When God's Children Suffer

  • Year 1860
  • Type Book
  • Genre devotional
  • Tradition Reformed
  • Original language English

Horatius Bonar wrote this brief treatise during his ministry in the Free Church of Scotland, addressing the perennial question that haunts believers facing trial: why does a loving God permit his children to suffer? Writing in the aftermath of personal losses and amid the broader sufferings he witnessed in his pastoral work, Bonar crafted this meditation not as a systematic theodicy but as pastoral comfort grounded in Reformed theology.

Bonar argues that suffering serves multiple divine purposes in the Christian life, chief among them the sanctification of believers and the manifestation of God's glory through human weakness. He contends that trials are neither accidents nor punishments for the regenerate, but rather instruments of grace that God employs to conform his people to the image of Christ. The work emphasizes that suffering deepens fellowship with the crucified Savior, strips away worldly attachments that compete with devotion to God, and produces a hope that fixes itself more firmly on eternal rather than temporal goods. Bonar grounds these assertions in extensive biblical exposition, drawing particularly from the Psalms, Job, and the Pauline epistles to demonstrate how Scripture itself teaches believers to understand their afflictions as evidences of sonship rather than divine displeasure.

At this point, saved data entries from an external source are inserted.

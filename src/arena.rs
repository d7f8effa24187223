//! Page-aligned measurement arena.
//!
//! The arena is a raw, zero-initialized byte region viewed as an array of 8-byte slots. Chains
//! are written into the slots as absolute addresses, so every access goes through volatile
//! reads and writes to keep the optimizer from reasoning about the contents.
//!
//! On Unix the memory comes from an anonymous `mmap`, which is page aligned by construction.
//! Elsewhere it falls back to the global allocator with a page-sized alignment.

use crate::Error;
use log::{debug, info};
use std::ptr;

/// Width of one chain slot in bytes (one pointer).
pub const SLOT_SIZE: usize = std::mem::size_of::<u64>();

/// Page size used when the OS cannot be asked.
const FALLBACK_PAGE_SIZE: usize = 4096;

/// Returns the OS page size in bytes.
pub fn page_size() -> usize {
    #[cfg(unix)]
    {
        // SAFETY: sysconf has no preconditions.
        let size = unsafe { libc::sysconf(libc::_SC_PAGESIZE) };
        if size > 0 {
            return size as usize;
        }
    }
    FALLBACK_PAGE_SIZE
}

/// A fixed-length, page-aligned, zero-initialized memory region.
pub struct Arena {
    ptr: *mut u8,
    len: usize,
    page_size: usize,
}

impl Arena {
    /// Allocates `len` bytes, zero-fills them and touches every byte once so that page faults
    /// happen here rather than inside a timed walk.
    ///
    /// `len` must be a non-zero multiple of [`SLOT_SIZE`].
    pub fn new(len: usize) -> Result<Self, Error> {
        if len == 0 || len % SLOT_SIZE != 0 {
            return Err(Error::InvalidConfig(format!(
                "arena length {} is not a non-zero multiple of {}",
                len, SLOT_SIZE
            )));
        }
        let page_size = page_size();
        let ptr = Self::map(len, page_size)?;
        let mut arena = Arena {
            ptr,
            len,
            page_size,
        };
        arena.zero();
        info!(
            "Allocated array of {} bytes ({}), page size {}",
            len,
            crate::format_size(len as u64),
            page_size
        );
        Ok(arena)
    }

    #[cfg(unix)]
    fn map(len: usize, page_size: usize) -> Result<*mut u8, Error> {
        // SAFETY: anonymous private mapping, no file descriptor involved.
        let ptr = unsafe {
            libc::mmap(
                ptr::null_mut(),
                len,
                libc::PROT_READ | libc::PROT_WRITE,
                libc::MAP_PRIVATE | libc::MAP_ANONYMOUS,
                -1,
                0,
            )
        };
        if ptr == libc::MAP_FAILED {
            return Err(Error::ResourceExhaustion {
                len,
                align: page_size,
            });
        }
        Ok(ptr.cast::<u8>())
    }

    #[cfg(not(unix))]
    fn map(len: usize, page_size: usize) -> Result<*mut u8, Error> {
        let layout = std::alloc::Layout::from_size_align(len, page_size).map_err(|_| {
            Error::ResourceExhaustion {
                len,
                align: page_size,
            }
        })?;
        // SAFETY: layout has a non-zero size.
        let ptr = unsafe { std::alloc::alloc_zeroed(layout) };
        if ptr.is_null() {
            return Err(Error::ResourceExhaustion {
                len,
                align: page_size,
            });
        }
        Ok(ptr)
    }

    /// Writes zero over the whole region, one slot at a time.
    fn zero(&mut self) {
        let slots = self.ptr.cast::<u64>();
        for index in 0..self.slot_count() {
            // SAFETY: index < slot_count, region is owned and slot aligned.
            unsafe { ptr::write_volatile(slots.add(index), 0) };
        }
    }

    /// Length of the region in bytes.
    pub fn len(&self) -> usize {
        self.len
    }

    pub fn is_empty(&self) -> bool {
        self.len == 0
    }

    /// Page size the region is aligned to.
    pub fn page_size(&self) -> usize {
        self.page_size
    }

    /// Number of 8-byte slots in the region.
    pub fn slot_count(&self) -> usize {
        self.len / SLOT_SIZE
    }

    /// Address of the first byte.
    pub fn base_addr(&self) -> u64 {
        self.ptr as u64
    }

    /// Absolute address of slot `index`; this is the value chains store.
    pub fn slot_addr(&self, index: usize) -> u64 {
        self.base_addr() + (index * SLOT_SIZE) as u64
    }

    /// Maps an absolute address back to a slot index, if it points at a slot of this arena.
    pub fn slot_of(&self, addr: u64) -> Option<usize> {
        let offset = addr.checked_sub(self.base_addr())? as usize;
        if offset < self.len && offset % SLOT_SIZE == 0 {
            Some(offset / SLOT_SIZE)
        } else {
            None
        }
    }

    /// Reads slot `index` with a volatile load, or `None` past the end of the arena.
    pub fn get_slot(&self, index: usize) -> Option<u64> {
        if index < self.slot_count() {
            // SAFETY: bounds checked above.
            Some(unsafe { ptr::read_volatile(self.ptr.cast::<u64>().add(index)) })
        } else {
            None
        }
    }

    /// Reads slot `index` with a volatile load.
    ///
    /// Panics if `index` is out of bounds; see [`Arena::get_slot`] for the checked form.
    pub fn read_slot(&self, index: usize) -> u64 {
        assert!(index < self.slot_count(), "arena read out of bounds");
        // SAFETY: bounds checked above.
        unsafe { ptr::read_volatile(self.ptr.cast::<u64>().add(index)) }
    }

    /// Writes slot `index` with a volatile store.
    pub fn write_slot(&mut self, index: usize, value: u64) {
        assert!(index < self.slot_count(), "arena write out of bounds");
        // SAFETY: bounds checked above.
        unsafe { ptr::write_volatile(self.ptr.cast::<u64>().add(index), value) }
    }

    /// Raw slot pointer for the timed walks in [`crate::probe`].
    pub(crate) fn as_slot_ptr(&self) -> *const u64 {
        self.ptr.cast::<u64>()
    }

    /// Sequentially overwrites every byte, evicting whatever the caches held before.
    ///
    /// Only meant for dummy arenas: any chain stored in the region is destroyed.
    pub fn flush(&mut self) {
        let slots = self.ptr.cast::<u64>();
        for index in 0..self.slot_count() {
            // SAFETY: index < slot_count.
            unsafe { ptr::write_volatile(slots.add(index), index as u64) };
        }
        debug!("Flushed {} through dummy array", crate::format_size(self.len as u64));
    }
}

impl Drop for Arena {
    fn drop(&mut self) {
        #[cfg(unix)]
        // SAFETY: ptr/len come from the successful mmap in `map`.
        unsafe {
            libc::munmap(self.ptr.cast::<libc::c_void>(), self.len);
        }
        #[cfg(not(unix))]
        // SAFETY: same layout as the allocation in `map`.
        unsafe {
            let layout = std::alloc::Layout::from_size_align_unchecked(self.len, self.page_size);
            std::alloc::dealloc(self.ptr, layout);
        }
    }
}

impl std::fmt::Debug for Arena {
    fn fmt(&self, f: &mut std::fmt::Formatter<'_>) -> std::fmt::Result {
        f.debug_struct("Arena")
            .field("base", &format_args!("{:#x}", self.base_addr()))
            .field("len", &self.len)
            .field("page_size", &self.page_size)
            .finish()
    }
}

#[cfg(test)]
mod tests {
    use super::*;

    #[test]
    fn allocation_is_page_aligned_and_zeroed() {
        let arena = Arena::new(64 * 1024).unwrap();
        assert_eq!(arena.base_addr() as usize % arena.page_size(), 0);
        assert_eq!(arena.slot_count(), 8 * 1024);
        assert!((0..arena.slot_count()).all(|i| arena.read_slot(i) == 0));
    }

    #[test]
    fn rejects_unaligned_length() {
        assert!(matches!(Arena::new(0), Err(Error::InvalidConfig(_))));
        assert!(matches!(Arena::new(4097), Err(Error::InvalidConfig(_))));
    }

    #[test]
    fn slot_addresses_round_trip() {
        let mut arena = Arena::new(4096).unwrap();
        let addr = arena.slot_addr(17);
        assert_eq!(addr, arena.base_addr() + 17 * 8);
        assert_eq!(arena.slot_of(addr), Some(17));
        assert_eq!(arena.slot_of(addr + 1), None);
        assert_eq!(arena.slot_of(arena.base_addr() + 4096), None);
        assert_eq!(arena.slot_of(0), None);

        arena.write_slot(17, 0xdead_beef);
        assert_eq!(arena.read_slot(17), 0xdead_beef);
    }

    #[test]
    fn flush_overwrites_every_slot() {
        let mut arena = Arena::new(4096).unwrap();
        arena.flush();
        assert!((1..arena.slot_count()).all(|i| arena.read_slot(i) == i as u64));
    }

    #[test]
    fn checked_read_stops_at_the_end() {
        let mut arena = Arena::new(4096).unwrap();
        arena.write_slot(511, 7);
        assert_eq!(arena.get_slot(511), Some(7));
        assert_eq!(arena.get_slot(512), None);
        assert_eq!(arena.get_slot(usize::MAX), None);
    }

    #[test]
    #[should_panic(expected = "out of bounds")]
    fn out_of_bounds_read_panics() {
        let arena = Arena::new(4096).unwrap();
        arena.read_slot(512);
    }
}
//! Turning a detected spike into a cache parameter.

use crate::Error;
use crate::detect::{SpikePolicy, find_spike};
use crate::sweep::{SweepPoint, SweepResult};
use std::fmt;

/// The quantity a sweep is searching for.
#[derive(Debug, Clone, Copy, PartialEq, Eq)]
pub enum Metric {
    LineSize,
    CacheSize,
    SetCount,
    Associativity,
}

impl fmt::Display for Metric {
    fn fmt(&self, f: &mut fmt::Formatter<'_>) -> fmt::Result {
        let name = match self {
            Metric::LineSize => "cache line size",
            Metric::CacheSize => "cache size",
            Metric::SetCount => "number of sets",
            Metric::Associativity => "associativity",
        };
        f.write_str(name)
    }
}

/// A cache described by line size, set count and associativity.
///
/// The capacity is always `line_size * set_count * associativity`.
#[derive(Debug, Clone, Copy, PartialEq, Eq)]
pub struct CacheGeometry {
    pub line_size: usize,
    pub set_count: usize,
    pub associativity: usize,
}

impl CacheGeometry {
    pub fn new(line_size: usize, set_count: usize, associativity: usize) -> Result<Self, Error> {
        if line_size == 0 || set_count == 0 || associativity == 0 {
            return Err(Error::InconsistentGeometry(format!(
                "line size {}, {} sets, {} ways",
                line_size, set_count, associativity
            )));
        }
        Ok(CacheGeometry {
            line_size,
            set_count,
            associativity,
        })
    }

    pub fn cache_size(&self) -> usize {
        self.line_size * self.set_count * self.associativity
    }
}

fn spike(result: &SweepResult, policy: SpikePolicy, metric: Metric) -> Result<usize, Error> {
    find_spike(result, policy).ok_or(Error::NoSpikeFound(metric))
}

/// The point at which the policy fires.
fn spike_point(
    result: &SweepResult,
    policy: SpikePolicy,
    metric: Metric,
) -> Result<&SweepPoint, Error> {
    let index = spike(result, policy, metric)?;
    Ok(&result.points()[index])
}

/// Line size: the stride at which two neighbouring accesses stop sharing a line.
pub fn line_size(result: &SweepResult, policy: SpikePolicy) -> Result<usize, Error> {
    Ok(spike_point(result, policy, Metric::LineSize)?.spec.stride)
}

/// Capacity: the working set at which latency jumps.
pub fn cache_size(result: &SweepResult, policy: SpikePolicy) -> Result<usize, Error> {
    Ok(spike_point(result, policy, Metric::CacheSize)?.spec.working_set)
}

/// Set count from a set-conflict stride sweep: the spike stride in lines.
pub fn set_count(
    result: &SweepResult,
    policy: SpikePolicy,
    line_size: usize,
) -> Result<usize, Error> {
    Ok(spike_point(result, policy, Metric::SetCount)?.spec.stride / line_size)
}

/// Associativity from an assumed-associativity sweep.
///
/// The way count at which latency jumps implies a set count, which is rounded down to a power
/// of two and the associativity rederived from it. Returns `(set_count, associativity)`.
pub fn associativity(
    result: &SweepResult,
    policy: SpikePolicy,
    line_size: usize,
    cache_size: usize,
) -> Result<(usize, usize), Error> {
    let crossing = spike_point(result, policy, Metric::Associativity)?;
    let assumed_ways = crossing.spec.working_set / crossing.spec.stride;
    round_sets(line_size, cache_size, assumed_ways)
}

/// Rounds the set count implied by `assumed_ways` down to a power of two.
pub fn round_sets(
    line_size: usize,
    cache_size: usize,
    assumed_ways: usize,
) -> Result<(usize, usize), Error> {
    let assumed_sets = match assumed_ways.checked_mul(line_size) {
        Some(way_bytes) if way_bytes > 0 => cache_size / way_bytes,
        _ => 0,
    };
    if assumed_sets == 0 {
        return Err(Error::InconsistentGeometry(format!(
            "{} ways of {}-byte lines do not fit in {} bytes",
            assumed_ways, line_size, cache_size
        )));
    }
    let sets = 1 << assumed_sets.ilog2();
    let ways = cache_size / sets / line_size;
    if ways == 0 {
        return Err(Error::InconsistentGeometry(format!(
            "{} sets of {}-byte lines exceed {} bytes",
            sets, line_size, cache_size
        )));
    }
    Ok((sets, ways))
}

/// Associativity implied by a known set count; the capacity must split evenly.
pub fn ways_for_sets(
    line_size: usize,
    cache_size: usize,
    set_count: usize,
) -> Result<usize, Error> {
    let set_bytes = line_size * set_count;
    if set_bytes == 0 || cache_size % set_bytes != 0 || cache_size < set_bytes {
        return Err(Error::InconsistentGeometry(format!(
            "{} bytes do not split into {} sets of {}-byte lines",
            cache_size, set_count, line_size
        )));
    }
    Ok(cache_size / set_bytes)
}
//! Machine-readable sweep output.

use crate::Error;
use crate::sweep::SweepPoint;
use std::io::Write;

/// Receives each sweep point as soon as it is measured.
pub trait Reporter {
    fn row(&mut self, point: &SweepPoint) -> Result<(), Error>;
}

/// Header of the CSV stream.
pub const CSV_HEADER: &str = "stride,arr_size,result,increase";

/// Writes `stride,arr_size,result,increase` rows, flushing after each one so partial progress
/// survives an aborted run.
#[derive(Debug)]
pub struct CsvReporter<W: Write> {
    out: W,
    header_written: bool,
}

impl<W: Write> CsvReporter<W> {
    pub fn new(out: W) -> Self {
        CsvReporter {
            out,
            header_written: false,
        }
    }

    /// Writes the header unless it already went out.
    pub fn header(&mut self) -> Result<(), Error> {
        if !self.header_written {
            writeln!(self.out, "{}", CSV_HEADER)?;
            self.header_written = true;
        }
        Ok(())
    }

    pub fn into_inner(self) -> W {
        self.out
    }
}

impl<W: Write> Reporter for CsvReporter<W> {
    fn row(&mut self, point: &SweepPoint) -> Result<(), Error> {
        self.header()?;
        writeln!(
            self.out,
            "{},{},{},{}",
            point.spec.stride, point.spec.working_set, point.latency, point.ratio
        )?;
        self.out.flush()?;
        Ok(())
    }
}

This work has endured because it offers theological substance without losing pastoral tenderness, providing frameworks for understanding suffering that avoid both shallow optimism and despairing fatalism. Bonar's treatment became a model for later Reformed approaches to the problem of pain, influencing how evangelicals would address suffering through the nineteenth and twentieth centuries. Who should read this: Christians facing serious trials who want biblical grounding for their questions about divine purpose in suffering, and pastors seeking theologically informed approaches to counseling the afflicted. Those looking for philosophical arguments about the problem of evil or seeking to question Reformed assumptions about divine sovereignty should look elsewhere.